Ne pleurez pas, Brulette, continua le muletier en lui prenant la main dont elle s'essuyait le visage; tout n'est pas encore perdu. Écoutez-moi jusqu'à la fin.
»Voyant l'angoisse de ce pauvre enfant, je m'en allai querir un bon médecin, lequel, l'ayant examiné, nous dit qu'il avait plus d'ennui que de maladie, et qu'il répondait de le bien guérir, s'il pouvait se retenir de sonner et se dispenser de bûcher encore un mois durant.

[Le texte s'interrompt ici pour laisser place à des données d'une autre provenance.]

use clap::{Parser, Subcommand};
use std::path::PathBuf;
use std::sync::{Arc, Mutex};
use std::time::Duration;
use workgate::{BoundedDispatcher, CancellableLoop, WorkItem, WorkerFanout, WorkgateConfig};

/// Bounded-concurrency task dispatch and signal-driven cancellable loops.
#[derive(Parser, Debug)]
#[command(name = "workgate", version, about)]
pub struct Cli {
    /// Config file path
    #[arg(short, long, default_value = "workgate.toml", global = true)]
    config: PathBuf,

    /// Print the resolved config and exit
    #[arg(long, global = true)]
    dry_run: bool,

    /// Extra logging (admissions, per-item completions)
    #[arg(short, long, global = true)]
    verbose: bool,

    #[command(subcommand)]
    command: Command,
}

#[derive(Subcommand, Debug)]
enum Command {
    /// Run one sleeping work item per delay under a concurrency cap
    Dispatch {
        /// Comma-separated sleep durations in milliseconds
        #[arg(long, value_delimiter = ',', default_value = "200,0,100")]
        delays_ms: Vec<u64>,

        /// Max concurrent items (overrides config)
        #[arg(long)]
        max_workers: Option<usize>,

        /// Print the dispatch report as JSON
        #[arg(long)]
        json: bool,
    },
    /// Tick until interrupted: once to stop gracefully, twice to force exit
    Loop {
        /// Pause between ticks in milliseconds (overrides config)
        #[arg(long)]
        interval_ms: Option<u64>,
    },
    /// Run a greeting on several workers at once and wait for them
    Fanout {
        /// Number of workers (overrides config max_workers)
        #[arg(long)]
        workers: Option<usize>,
    },
}

#[tokio::main]
async fn main() {
    let cli = Cli::parse();

    let default_filter = if cli.verbose {
        "workgate=debug"
    } else {
        "workgate=info"
    };
    tracing_subscriber::fmt()
        .with_env_filter(
            tracing_subscriber::EnvFilter::try_from_default_env()
                .unwrap_or_else(|_| tracing_subscriber::EnvFilter::new(default_filter)),
        )
        .with_target(false)
        .with_thread_ids(false)
        .init();

    tracing::debug!(?cli, "parsed CLI arguments");

    if let Err(e) = run(cli).await {
        tracing::error!(error = %e, "workgate failed");
        std::process::exit(1);
    }
}

async fn run(cli: Cli) -> Result<(), Box<dyn std::error::Error>> {
    let mut config = WorkgateConfig::load(&cli.config)?;
    apply_overrides(&mut config, &cli.command);

    if cli.dry_run {
        println!("Config file: {}", cli.config.display());
        println!("{}", toml::to_string_pretty(&config)?);
        return Ok(());
    }

    match cli.command {
        Command::Dispatch {
            delays_ms, json, ..
        } => dispatch(&config, delays_ms, json).await,
        Command::Loop { .. } => run_loop(&config).await,
        Command::Fanout { .. } => fanout(&config).await,
    }
}

fn apply_overrides(config: &mut WorkgateConfig, command: &Command) {
    match command {
        Command::Dispatch {
            max_workers: Some(n),
            ..
        }
        | Command::Fanout { workers: Some(n) } => config.dispatch.max_workers = *n,
        Command::Loop {
            interval_ms: Some(ms),
        } => config.loop_.interval_ms = *ms,
        _ => {}
    }
}

async fn dispatch(
    config: &WorkgateConfig,
    delays_ms: Vec<u64>,
    json: bool,
) -> Result<(), Box<dyn std::error::Error>> {
    let finished = Arc::new(Mutex::new(Vec::new()));
    let items = delays_ms
        .iter()
        .enumerate()
        .map(|(i, &delay)| {
            let finished = Arc::clone(&finished);
            WorkItem::new(move || {
                std::thread::sleep(Duration::from_millis(delay));
                println!("item {} slept for {}ms", i + 1, delay);
                finished
                    .lock()
                    .map_err(|e| e.to_string())?
                    .push(i + 1);
                Ok(())
            })
        })
        .collect();

    let report = BoundedDispatcher::new(items, config.dispatch.max_workers)?
        .execute()
        .await;

    if json {
        println!("{}", serde_json::to_string_pretty(&report)?);
    } else {
        let order = finished.lock().map_err(|e| e.to_string())?.clone();
        println!("completion order: {:?}", order);
        println!(
            "{}/{} succeeded, peak concurrency {}, {}ms",
            report.succeeded,
            report.total,
            report.peak_concurrency,
            report.elapsed.as_millis()
        );
    }

    if report.is_success() {
        Ok(())
    } else {
        Err(format!("{} work item(s) failed", report.failures.len()).into())
    }
}

async fn run_loop(config: &WorkgateConfig) -> Result<(), Box<dyn std::error::Error>> {
    let runner = CancellableLoop::install(&config.shutdown)?;
    let interval = Duration::from_millis(config.loop_.interval_ms);
    tracing::info!(
        signals = ?config.shutdown.signals,
        interval_ms = config.loop_.interval_ms,
        "loop running, interrupt to stop"
    );

    let mut tick = 0u64;
    let iterations = runner
        .run_blocking(move || {
            tick += 1;
            println!("tick {}", tick);
            std::thread::sleep(interval);
        })
        .await;

    println!("stopped after {} iterations", iterations);
    Ok(())
}

async fn fanout(config: &WorkgateConfig) -> Result<(), Box<dyn std::error::Error>> {
    let fanout = WorkerFanout::new(
        || {
            println!("hello from {:?}", std::thread::current().id());
            Ok(())
        },
        config.dispatch.max_workers,
    )?;
    let failures = fanout.launch().await.join().await;
    if failures.is_empty() {
        Ok(())
    } else {
        Err(format!("{} worker(s) failed", failures.len()).into())
    }
}

#[cfg(test)]
mod tests {
    use super::*;

    #[test]
    fn test_dispatch_defaults() {
        let cli = Cli::try_parse_from(["workgate", "dispatch"]).unwrap();
        match cli.command {
            Command::Dispatch {
                delays_ms,
                max_workers,
                json,
            } => {
                assert_eq!(delays_ms, vec![200, 0, 100]);
                assert_eq!(max_workers, None);
                assert!(!json);
            }
            other => panic!("unexpected command: {other:?}"),
        }
        assert_eq!(cli.config, PathBuf::from("workgate.toml"));
    }

    #[test]
    fn test_dispatch_override_applied() {
        let cli = Cli::try_parse_from([
            "workgate",
            "dispatch",
            "--delays-ms",
            "5,10",
            "--max-workers",
            "1",
        ])
        .unwrap();
        let mut config = WorkgateConfig::default();
        apply_overrides(&mut config, &cli.command);
        assert_eq!(config.dispatch.max_workers, 1);
    }

    #[test]
    fn test_loop_override_applied() {
        let cli =
            Cli::try_parse_from(["workgate", "--verbose", "loop", "--interval-ms", "25"]).unwrap();
        assert!(cli.verbose);
        let mut config = WorkgateConfig::default();
        apply_overrides(&mut config, &cli.command);
        assert_eq!(config.loop_.interval_ms, 25);
    }

    #[test]
    fn test_global_flags_after_subcommand() {
        let cli = Cli::try_parse_from(["workgate", "fanout", "--workers", "3", "--dry-run"]).unwrap();
        assert!(cli.dry_run);
        let mut config = WorkgateConfig::default();
        apply_overrides(&mut config, &cli.command);
        assert_eq!(config.dispatch.max_workers, 3);
    }

    #[tokio::test]
    async fn test_dispatch_rejects_zero_workers() {
        let mut config = WorkgateConfig::default();
        config.dispatch.max_workers = 0;
        let err = dispatch(&config, vec![1, 2], false).await.unwrap_err();
        assert!(err.to_string().contains("max_workers must be at least 1"));
    }
}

Quant au dernier point, c'était bien commode; mon père n'est pas malheureux, ni moi non plus, Dieu merci, et nous n'avons pas grand mérite à prendre soin d'un ami empêché dans son travail; mais l'ennui de ne point musiquer et d'être là, loin de son monde, privé de voir sa Brulette, sans profit pour son avancement, a fait mentir le médecin. Un mois s'est quasiment passé, et Joset n'est pas mieux. Il ne voulait pas vous le faire assavoir, mais je l'y ai décidé; et mêmement, je le voulais amener ici avec moi. Je l'avais bien arrangé sur un de mes mulets et vous le reconduisais déjà, lorsqu'au bout de deux lieues, il est tombé en faiblesse, et j'ai été obligé de le reporter à mon père, lequel m'a dit: «Va-t'en au pays de ce garçon et ramène ici sa mère ou sa fiancée. Il n'est malade que de chagrin, et, en voyant l'une ou l'autre, il reprendra courage et santé pour achever ici son apprentissage ou pour s'en retourner chez lui.»

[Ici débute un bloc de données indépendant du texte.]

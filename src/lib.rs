//! workgate: bounded-concurrency dispatch and signal-driven cancellable loops.

pub mod config;
pub mod dispatch;
pub mod fanout;
pub mod loop_runner;
pub mod permit;
pub mod signals;
pub mod work_item;

pub use config::{ConfigError, WorkgateConfig};
pub use dispatch::{BoundedDispatcher, DispatchError, DispatchReport};
pub use fanout::{FanoutError, FanoutHandles, WorkerFanout};
pub use loop_runner::CancellableLoop;
pub use permit::{Permit, PermitPool};
pub use signals::{ForceExit, ForceExitHook, LoopState, SignalError, StopHandle};
pub use work_item::{BoxError, FailureKind, WorkItem, WorkItemFailure};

»Cela dit devant Joset l'a beaucoup secoué: «Ma mère, criait-il comme un enfant; ma pauvre mère, qu'elle vienne au plus tôt!» Mais bien vite il se reprenait: «Non, non! je ne veux pas qu'elle me voie mourir; son chagrin m'achèverait trop malheureusement!—Et Brulette? lui disais-je tout bas.—Oh! Brulette ne viendrait pas, faisait-il; Brulette est bonne; mais il n'est point possible, qu'elle n'ait pas fait choix d'un amoureux qui la retiendrait de me venir consoler.»

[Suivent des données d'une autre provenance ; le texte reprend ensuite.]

/// Admission control for the dispatcher.
///
/// A fixed number of permits exist. A permit is held for exactly as long as
/// one work item runs and goes back to the pool when the `Permit` is dropped,
/// whichever way the item finished (return, error, or panic unwinding).
use std::sync::atomic::{AtomicUsize, Ordering};
use std::sync::Arc;
use tokio::sync::{OwnedSemaphorePermit, Semaphore};

/// Shared counters, updated by every acquire/release.
#[derive(Debug, Default)]
struct Occupancy {
    in_flight: AtomicUsize,
    peak: AtomicUsize,
}

/// Pool of `size` admission permits.
#[derive(Debug, Clone)]
pub struct PermitPool {
    semaphore: Arc<Semaphore>,
    occupancy: Arc<Occupancy>,
    size: usize,
}

/// One acquired permit. Released on drop.
#[derive(Debug)]
pub struct Permit {
    _inner: OwnedSemaphorePermit,
    occupancy: Arc<Occupancy>,
}

impl PermitPool {
    /// Sizes above `Semaphore::MAX_PERMITS` are clamped to it.
    pub fn new(size: usize) -> Self {
        let size = size.min(Semaphore::MAX_PERMITS);
        Self {
            semaphore: Arc::new(Semaphore::new(size)),
            occupancy: Arc::new(Occupancy::default()),
            size,
        }
    }

    /// Wait until a permit is free and take it.
    ///
    /// Returns `None` only if the pool was closed, which `PermitPool` never
    /// does itself.
    pub async fn acquire(&self) -> Option<Permit> {
        let inner = Arc::clone(&self.semaphore).acquire_owned().await.ok()?;
        Some(self.admit(inner))
    }

    /// Take a permit if one is free right now.
    pub fn try_acquire(&self) -> Option<Permit> {
        let inner = Arc::clone(&self.semaphore).try_acquire_owned().ok()?;
        Some(self.admit(inner))
    }

    fn admit(&self, inner: OwnedSemaphorePermit) -> Permit {
        let now = self.occupancy.in_flight.fetch_add(1, Ordering::AcqRel) + 1;
        self.occupancy.peak.fetch_max(now, Ordering::AcqRel);
        Permit {
            _inner: inner,
            occupancy: Arc::clone(&self.occupancy),
        }
    }

    /// Total number of permits.
    pub fn size(&self) -> usize {
        self.size
    }

    /// Permits not currently held.
    pub fn available(&self) -> usize {
        self.semaphore.available_permits()
    }

    /// Permits currently held.
    pub fn in_flight(&self) -> usize {
        self.occupancy.in_flight.load(Ordering::Acquire)
    }

    /// Highest number of permits ever held at the same time.
    pub fn peak(&self) -> usize {
        self.occupancy.peak.load(Ordering::Acquire)
    }
}

impl Drop for Permit {
    fn drop(&mut self) {
        // Runs before `_inner` is dropped, so in_flight never lags behind a
        // waiter that has already been admitted.
        self.occupancy.in_flight.fetch_sub(1, Ordering::AcqRel);
    }
}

»Alors, j'ai fait jurer à Joset qu'il prendrait au moins patience jusqu'à mon retour, et je suis venu. Père Brulet, décidez de ce qu'il faut faire, et vous, Brulette, consultez votre cœur.
—Maître Huriel, dit Brulette en se levant, j'irai, encore que je ne sois point la fiancée de Joseph, comme vous le dites, et que rien ne m'oblige envers lui, sinon que sa mère m'a nourrie de son lait et portée en ses bras. Mais pourquoi pensez-vous que ce jeune homme est épris de moi, puisque, aussi vrai que voilà mon grand-père, il ne m'en a jamais dit le premier mot?
—Il m'avait donc bien dit la vérité? s'écria Huriel, comme charmé de ce qu'il entendait; mais, se raccoisant aussitôt: Il n'en est pas moins vrai, dit-il, qu'il en peut mourir, d'autant plus que l'espoir ne le soutient pas, et je dois ici plaider sa cause et dire ses sentiments.